Disney Vacation Club has announced plans to develop new villas at Disney's Polynesian Village Resort, scheduled to open in late 2024.




					wdwnt.com


----------



## jlp879 (Mar 15, 2022)

Wow, that does not fit in with the Polynesian's current theming at all!  Will definitely change the look and feel of the current, much beloved Poly.


----------



## kanerf (Mar 15, 2022)

Artist rendering, don't put much faith in that being the final design.


----------



## nomoretslt (Mar 15, 2022)

Figured it was coming since they were making no move about reopening the Spirit of Aloha luau.  We saw that on our honeymoon over 40 years ago.  It is sitting on prime real estate though.

I hope they tweak that design.  It kind of resembles the Reflections lodge that was supposed to be built by the old River country, but was scrapped.

No interest in purchasing (have more than enough contracts and points) but would stay there if the points are right, but I somehow doubt it.  Glad we have Bay Lake Tower.  Standard view rooms are great point savers and sometimes have great views.


----------



## jwalk03 (Mar 15, 2022)

Is that where this is being built?  Where Spirit of Alohu’s theater currently sits??  I have never seen it.  I actually had reservations to finally see it in April of 2020.  Of course Disney closed and I had to cancel that trip.  And it hasn’t opened again since.


----------



## Janann (Mar 15, 2022)

nomoretslt said:


> Figured it was coming since they were making no move about reopening the Spirit of Aloha luau.


Earlier today (before the DVC announcement) Disney announced that Spirit of Aloha is permanently closed.


----------



## dioxide45 (Mar 15, 2022)

Janann said:


> Earlier today (before the DVC announcement) Disney announced that Spirit of Aloha is permanently closed.


We went one time. It was pretty good, but my wife got real bad food poisoning. I had no issues. It wasn't pretty.


----------



## CPNY (Mar 15, 2022)

Looks great! I think I would like it better than the OG Poly


----------



## littlestar (Mar 15, 2022)

Interesting news.


----------



## ljmiii (Mar 16, 2022)

Adding 1BR and 2BR villas to Poly is a great idea...though we'll have to wait to see what the villa breakdown ends up being. Kind of the reverse of the expansion at VGF.

Not of interest to me since I own at BLT. But Disney might get my money if/when a DVC Yacht Club gets built.


----------



## TheHolleys87 (Mar 16, 2022)

We are way too old to even think of adding on to our membership, but it’s really fun to read all the speculation, criticism, and sometimes nonsensical statements about new DVC resorts. And it gives us a new place to stay for a few nights, usually when it’s still in active sales and a little easier to book (even if it means setting up a waitlist far enough in advance to take advantage of additional declarations of villas into the new condominium association).


----------



## DazedandConfused (Mar 18, 2022)

Nice design and I suspect the final product will be very similar to the drawing....1 and 2 and 3 bedroom suites will be a welcome addition to the all studio poly dvc


----------



## gdrj (Apr 17, 2022)

kanerf said:


> Artist rendering, don't put much faith in that being the final design.

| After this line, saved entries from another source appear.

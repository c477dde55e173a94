//! Half-edge mesh data structure.
//!
//! Every undirected edge is stored as two opposed half-edges. A half-edge
//! knows its origin vertex, its twin, the next and previous half-edges around
//! its face, and the face itself. On a closed surface every half-edge has a
//! face; open surfaces get face-less boundary half-edges so that one-ring
//! walks still terminate, which lets the integrity check report the boundary
//! instead of looping.

use nalgebra::{Point3, Vector3};

use super::index::{FaceId, HalfEdgeId, VertexId};

/// A vertex in the half-edge mesh.
#[derive(Debug, Clone)]
pub struct Vertex {
    /// The 3D position of this vertex.
    pub position: Point3<f64>,

    /// One outgoing half-edge. On an open surface this is a boundary
    /// half-edge for boundary vertices.
    pub halfedge: HalfEdgeId,
}

impl Vertex {
    /// Create a vertex with no connectivity yet.
    pub fn new(position: Point3<f64>) -> Self {
        Self {
            position,
            halfedge: HalfEdgeId::invalid(),
        }
    }
}

/// A half-edge in the mesh.
#[derive(Debug, Clone, Copy, Default)]
pub struct HalfEdge {
    /// Origin vertex.
    pub origin: VertexId,
    /// Opposite half-edge.
    pub twin: HalfEdgeId,
    /// Next half-edge around the face (counter-clockwise).
    pub next: HalfEdgeId,
    /// Previous half-edge around the face.
    pub prev: HalfEdgeId,
    /// Incident face; invalid on boundary half-edges.
    pub face: FaceId,
}

impl HalfEdge {
    /// Whether this half-edge has no face.
    #[inline]
    pub fn is_boundary(&self) -> bool {
        !self.face.is_valid()
    }
}

/// A triangle in the half-edge mesh.
#[derive(Debug, Clone, Copy, Default)]
pub struct Face {
    /// One half-edge on the boundary of this face.
    pub halfedge: HalfEdgeId,
}

/// A triangle mesh with full adjacency.
///
/// Vertex positions live in an arena indexed by [`VertexId`]. Connectivity is
/// fixed after construction; [`HalfEdgeMesh::with_positions`] is the only way
/// to obtain a mesh with moved vertices and it leaves `self` untouched.
#[derive(Debug, Clone, Default)]
pub struct HalfEdgeMesh {
    pub(crate) vertices: Vec<Vertex>,
    pub(crate) halfedges: Vec<HalfEdge>,
    pub(crate) faces: Vec<Face>,
}

impl HalfEdgeMesh {
    /// Create a new empty mesh.
    pub fn new() -> Self {
        Self::default()
    }

    /// Create a mesh with pre-allocated capacity.
    pub fn with_capacity(num_vertices: usize, num_faces: usize) -> Self {
        Self {
            vertices: Vec::with_capacity(num_vertices),
            halfedges: Vec::with_capacity(num_faces * 3),
            faces: Vec::with_capacity(num_faces),
        }
    }

    // ==================== Accessors ====================

    /// Number of vertices.
    #[inline]
    pub fn num_vertices(&self) -> usize {
        self.vertices.len()
    }

    /// Number of half-edges, including boundary half-edges.
    #[inline]
    pub fn num_halfedges(&self) -> usize {
        self.halfedges.len()
    }

    /// Number of triangles.
    #[inline]
    pub fn num_faces(&self) -> usize {
        self.faces.len()
    }

    /// Get a vertex by ID.
    #[inline]
    pub fn vertex(&self, id: VertexId) -> &Vertex {
        &self.vertices[id.index()]
    }

    #[inline]
    pub(crate) fn vertex_mut(&mut self, id: VertexId) -> &mut Vertex {
        &mut self.vertices[id.index()]
    }

    /// Get a half-edge by ID.
    #[inline]
    pub fn halfedge(&self, id: HalfEdgeId) -> &HalfEdge {
        &self.halfedges[id.index()]
    }

    #[inline]
    pub(crate) fn halfedge_mut(&mut self, id: HalfEdgeId) -> &mut HalfEdge {
        &mut self.halfedges[id.index()]
    }

    /// Get a face by ID.
    #[inline]
    pub fn face(&self, id: FaceId) -> &Face {
        &self.faces[id.index()]
    }

    /// Position of a vertex.
    #[inline]
    pub fn position(&self, v: VertexId) -> &Point3<f64> {
        &self.vertex(v).position
    }

    /// All vertex positions, indexed by vertex id.
    pub fn positions(&self) -> Vec<Point3<f64>> {
        self.vertices.iter().map(|v| v.position).collect()
    }

    /// Copy of this mesh with every vertex moved to `positions[id]`.
    ///
    /// # Panics
    /// Panics if `positions.len() != self.num_vertices()`.
    pub fn with_positions(&self, positions: &[Point3<f64>]) -> Self {
        assert_eq!(
            positions.len(),
            self.vertices.len(),
            "position array does not match vertex count"
        );
        let mut out = self.clone();
        for (vertex, &p) in out.vertices.iter_mut().zip(positions) {
            vertex.position = p;
        }
        out
    }

    // ==================== Topology Queries ====================

    /// Opposite half-edge.
    #[inline]
    pub fn twin(&self, he: HalfEdgeId) -> HalfEdgeId {
        self.halfedge(he).twin
    }

    /// Next half-edge around the face.
    #[inline]
    pub fn next(&self, he: HalfEdgeId) -> HalfEdgeId {
        self.halfedge(he).next
    }

    /// Origin vertex of a half-edge.
    #[inline]
    pub fn origin(&self, he: HalfEdgeId) -> VertexId {
        self.halfedge(he).origin
    }

    /// Destination vertex of a half-edge.
    #[inline]
    pub fn dest(&self, he: HalfEdgeId) -> VertexId {
        self.origin(self.twin(he))
    }

    /// Face of a half-edge.
    #[inline]
    pub fn face_of(&self, he: HalfEdgeId) -> FaceId {
        self.halfedge(he).face
    }

    /// Whether a half-edge has no face.
    #[inline]
    pub fn is_boundary_halfedge(&self, he: HalfEdgeId) -> bool {
        self.halfedge(he).is_boundary()
    }

    /// Whether the surface has no boundary half-edges.
    pub fn is_closed(&self) -> bool {
        !self.faces.is_empty() && self.halfedges.iter().all(|he| !he.is_boundary())
    }

    // ==================== Iteration ====================

    /// Iterate over all vertex IDs.
    pub fn vertex_ids(&self) -> impl Iterator<Item = VertexId> + '_ {
        (0..self.vertices.len()).map(VertexId::new)
    }

    /// Iterate over all half-edge IDs.
    pub fn halfedge_ids(&self) -> impl Iterator<Item = HalfEdgeId> + '_ {
        (0..self.halfedges.len()).map(HalfEdgeId::new)
    }

    /// Iterate over all face IDs.
    pub fn face_ids(&self) -> impl Iterator<Item = FaceId> + '_ {
        (0..self.faces.len()).map(FaceId::new)
    }

    /// Outgoing half-edges around a vertex.
    pub fn vertex_halfedges(&self, v: VertexId) -> VertexHalfEdgeIter<'_> {
        VertexHalfEdgeIter::new(self, v)
    }

    /// Faces around a vertex.
    pub fn vertex_faces(&self, v: VertexId) -> impl Iterator<Item = FaceId> + '_ {
        self.vertex_halfedges(v)
            .map(|he| self.face_of(he))
            .filter(|f| f.is_valid())
    }

    /// The three vertices of a triangle, in winding order.
    pub fn face_triangle(&self, f: FaceId) -> [VertexId; 3] {
        let he0 = self.face(f).halfedge;
        let he1 = self.next(he0);
        let he2 = self.next(he1);
        [self.origin(he0), self.origin(he1), self.origin(he2)]
    }

    /// Positions of the three vertices of a triangle.
    pub fn face_positions(&self, f: FaceId) -> [Point3<f64>; 3] {
        let [v0, v1, v2] = self.face_triangle(f);
        [*self.position(v0), *self.position(v1), *self.position(v2)]
    }

    // ==================== Geometry ====================

    /// Unit normal of a triangle.
    pub fn face_normal(&self, f: FaceId) -> Vector3<f64> {
        let [p0, p1, p2] = self.face_positions(f);
        (p1 - p0).cross(&(p2 - p0)).normalize()
    }

    /// Area of a triangle.
    pub fn face_area(&self, f: FaceId) -> f64 {
        let [p0, p1, p2] = self.face_positions(f);
        0.5 * (p1 - p0).cross(&(p2 - p0)).norm()
    }

    /// Area-weighted vertex normal.
    ///
    /// Returns the zero vector for a vertex with no faces or whose faces
    /// cancel out.
    pub fn vertex_normal(&self, v: VertexId) -> Vector3<f64> {
        let mut normal = Vector3::zeros();
        for f in self.vertex_faces(v) {
            let [p0, p1, p2] = self.face_positions(f);
            normal += (p1 - p0).cross(&(p2 - p0));
        }
        normal.try_normalize(1e-300).unwrap_or_else(Vector3::zeros)
    }

    /// Axis-aligned bounding box.
    pub fn bounding_box(&self) -> Option<(Point3<f64>, Point3<f64>)> {
        let first = self.vertices.first()?.position;
        let mut min = first;
        let mut max = first;

        for v in &self.vertices {
            for i in 0..3 {
                min[i] = min[i].min(v.position[i]);
                max[i] = max[i].max(v.position[i]);
            }
        }

        Some((min, max))
    }

    /// Total surface area.
    pub fn surface_area(&self) -> f64 {
        self.face_ids().map(|f| self.face_area(f)).sum()
    }

    /// Signed enclosed volume (positive for outward-facing winding).
    pub fn signed_volume(&self) -> f64 {
        self.face_ids()
            .map(|f| {
                let [p0, p1, p2] = self.face_positions(f);
                p0.coords.dot(&p1.coords.cross(&p2.coords)) / 6.0
            })
            .sum()
    }

    // ==================== Construction ====================

    /// Append a vertex and return its ID.
    pub fn add_vertex(&mut self, position: Point3<f64>) -> VertexId {
        let id = VertexId::new(self.vertices.len());
        self.vertices.push(Vertex::new(position));
        id
    }

    // ==================== Validation ====================

    /// Whether twin/next/prev links are mutually consistent.
    pub fn is_valid(&self) -> bool {
        for (i, v) in self.vertices.iter().enumerate() {
            if v.halfedge.is_valid() && self.halfedge(v.halfedge).origin.index() != i {
                return false;
            }
        }

        for (i, he) in self.halfedges.iter().enumerate() {
            if he.twin.is_valid() && self.halfedge(he.twin).twin.index() != i {
                return false;
            }
            if he.next.is_valid() && self.halfedge(he.next).prev.index() != i {
                return false;
            }
            if he.prev.is_valid() && self.halfedge(he.prev).next.index() != i {
                return false;
            }
        }

        self.faces.iter().all(|f| f.halfedge.is_valid())
    }
}

/// Iterator over outgoing half-edges around a vertex.
pub struct VertexHalfEdgeIter<'a> {
    mesh: &'a HalfEdgeMesh,
    start: HalfEdgeId,
    current: HalfEdgeId,
    done: bool,
}

impl<'a> VertexHalfEdgeIter<'a> {
    fn new(mesh: &'a HalfEdgeMesh, v: VertexId) -> Self {
        let start = mesh.vertex(v).halfedge;
        Self {
            mesh,
            start,
            current: start,
            done: !start.is_valid(),
        }
    }
}

impl Iterator for VertexHalfEdgeIter<'_> {
    type Item = HalfEdgeId;

    fn next(&mut self) -> Option<Self::Item> {
        if self.done {
            return None;
        }

        let result = self.current;

        // twin(he) ends at the vertex, so next(twin(he)) leaves it again.
        let next = self.mesh.next(self.mesh.twin(self.current));
        if !next.is_valid() || next == self.start {
            self.done = true;
        }
        self.current = next;

        Some(result)
    }
}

I dont recall design changing much from Artist rendering of past properties. Looks similar to the prior FT Wilderness project.  Does not fit in to Poly property.  With Joe Rohde retired, I worry that any cultural references or Disney touches will be ignored and will have more of a generic Westin feel.  Recent Disney actions say they will go on the cheap.


----------